→ **TASK**:
I would like every record printed again, exactly as shown.

(Records from a data collection)
*** Block opens ***

//! Failure causes inside cart operations.
//!
//! `CartError` never leaves the store: each operation converts it into a
//! [`CartNotice`] for the notifier and logs the underlying cause.

use rocketshoes_core::ProductId;
use thiserror::Error;

use crate::notify::CartNotice;
use crate::stock::StockError;
use crate::storage::StorageError;

/// Why a cart operation did not change the cart.
#[derive(Debug, Error)]
pub enum CartError {
    /// Requested quantity exceeds available stock.
    #[error("Insufficient stock for product {product_id}: requested {requested}, available {available}")]
    StockExceeded {
        product_id: ProductId,
        requested: u64,
        available: u32,
    },

    /// The cart holds no item for this product.
    #[error("Product {0} is not in the cart")]
    NotInCart(ProductId),

    /// The cart already holds an item for this product.
    #[error("Product {0} is already in the cart")]
    AlreadyInCart(ProductId),

    /// Stock or product lookup failed.
    #[error("Stock service error: {0}")]
    Stock(#[from] StockError),

    /// Persisting the cart failed.
    #[error("Storage error: {0}")]
    Storage(#[from] StorageError),
}

impl CartError {
    /// The notice to show for this error, given the operation's generic failure notice.
    #[must_use]
    pub const fn notice(&self, on_failure: CartNotice) -> CartNotice {
        match self {
            Self::StockExceeded { .. } => CartNotice::StockExceeded,
            _ => on_failure,
        }
    }

    /// Whether the user can fix this by choosing a different quantity or product.
    #[must_use]
    pub const fn is_user_recoverable(&self) -> bool {
        matches!(self, Self::StockExceeded { .. } | Self::NotInCart(_))
    }
}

*** Block closes ***

→ **RESPONSE TO THE EXERCISE**:
//! Failure causes inside cart operations.
//!
//! `CartError` never leaves the store: each operation converts it into a
//! [`CartNotice`] for the notifier and logs the underlying cause.

use rocketshoes_core::ProductId;
use thiserror::Error;

use crate::notify::CartNotice;
use crate::stock::StockError;
use crate::storage::StorageError;

/// Why a cart operation did not change the cart.
#[derive(Debug, Error)]
pub enum CartError {
    /// Requested quantity exceeds available stock.
    #[error("Insufficient stock for product {product_id}: requested {requested}, available {available}")]
    StockExceeded {
        product_id: ProductId,
        requested: u64,
        available: u32,
    },

    /// The cart holds no item for this product.
    #[error("Product {0} is not in the cart")]
    NotInCart(ProductId),

    /// The cart already holds an item for this product.
    #[error("Product {0} is already in the cart")]
    AlreadyInCart(ProductId),

    /// Stock or product lookup failed.
    #[error("Stock service error: {0}")]
    Stock(#[from] StockError),

    /// Persisting the cart failed.
    #[error("Storage error: {0}")]
    Storage(#[from] StorageError),
}

impl CartError {
    /// The notice to show for this error, given the operation's generic failure notice.
    #[must_use]
    pub const fn notice(&self, on_failure: CartNotice) -> CartNotice {
        match self {
            Self::StockExceeded { .. } => CartNotice::StockExceeded,
            _ => on_failure,
        }
    }

    /// Whether the user can fix this by choosing a different quantity or product.
    #[must_use]
    pub const fn is_user_recoverable(&self) -> bool {
        matches!(self, Self::StockExceeded { .. } | Self::NotInCart(_))
    }
}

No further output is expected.